__Data extracted from a collection__

[Start of section]

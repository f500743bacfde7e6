//! Create order use case.

use std::sync::Arc;

use common::Order;
use events::EventDispatcher;
use order_store::{OrderRepository, StoreError};

use crate::{OrderCreated, OrderInput, OrderOutput, UseCaseError};

/// Creates an order, persists it, then publishes `OrderCreated`.
///
/// The event is only dispatched after the save has succeeded. A failed
/// dispatch is reported to the caller but does not undo the save.
pub struct CreateOrderUseCase<R: OrderRepository> {
    repository: R,
    order_created: OrderCreated,
    dispatcher: Arc<EventDispatcher<OrderOutput>>,
}

impl<R: OrderRepository> CreateOrderUseCase<R> {
    /// Creates the use case.
    ///
    /// `order_created` is the event template: every dispatch carries its
    /// name and creation time, with the payload set to the new order.
    pub fn new(
        repository: R,
        order_created: OrderCreated,
        dispatcher: Arc<EventDispatcher<OrderOutput>>,
    ) -> Self {
        Self {
            repository,
            order_created,
            dispatcher,
        }
    }

    /// Returns a reference to the underlying repository.
    pub fn repository(&self) -> &R {
        &self.repository
    }

    #[tracing::instrument(skip(self), fields(order_id = %input.id))]
    pub async fn execute(&self, input: OrderInput) -> Result<OrderOutput, UseCaseError> {
        let order = Order::new(input.id, input.price, input.tax).inspect_err(|_| {
            metrics::counter!("orders_create_failed_total", "reason" => "validation").increment(1);
        })?;

        self.repository.save(&order).await.inspect_err(|e| {
            let reason = match e {
                StoreError::DuplicateKey(_) => "duplicate",
                _ => "storage",
            };
            metrics::counter!("orders_create_failed_total", "reason" => reason).increment(1);
        })?;
        metrics::counter!("orders_created_total").increment(1);

        let output = OrderOutput::from(&order);
        let event = self.order_created.with_payload(output.clone());
        self.dispatcher.dispatch(&event).await?;

        Ok(output)
    }
}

[End of section]

__Your goal__
Above are some records; copy each line there that contains "OrderRepository".

__Exercise solution__
use order_store::{OrderRepository, StoreError};
pub struct CreateOrderUseCase<R: OrderRepository> {
impl<R: OrderRepository> CreateOrderUseCase<R> {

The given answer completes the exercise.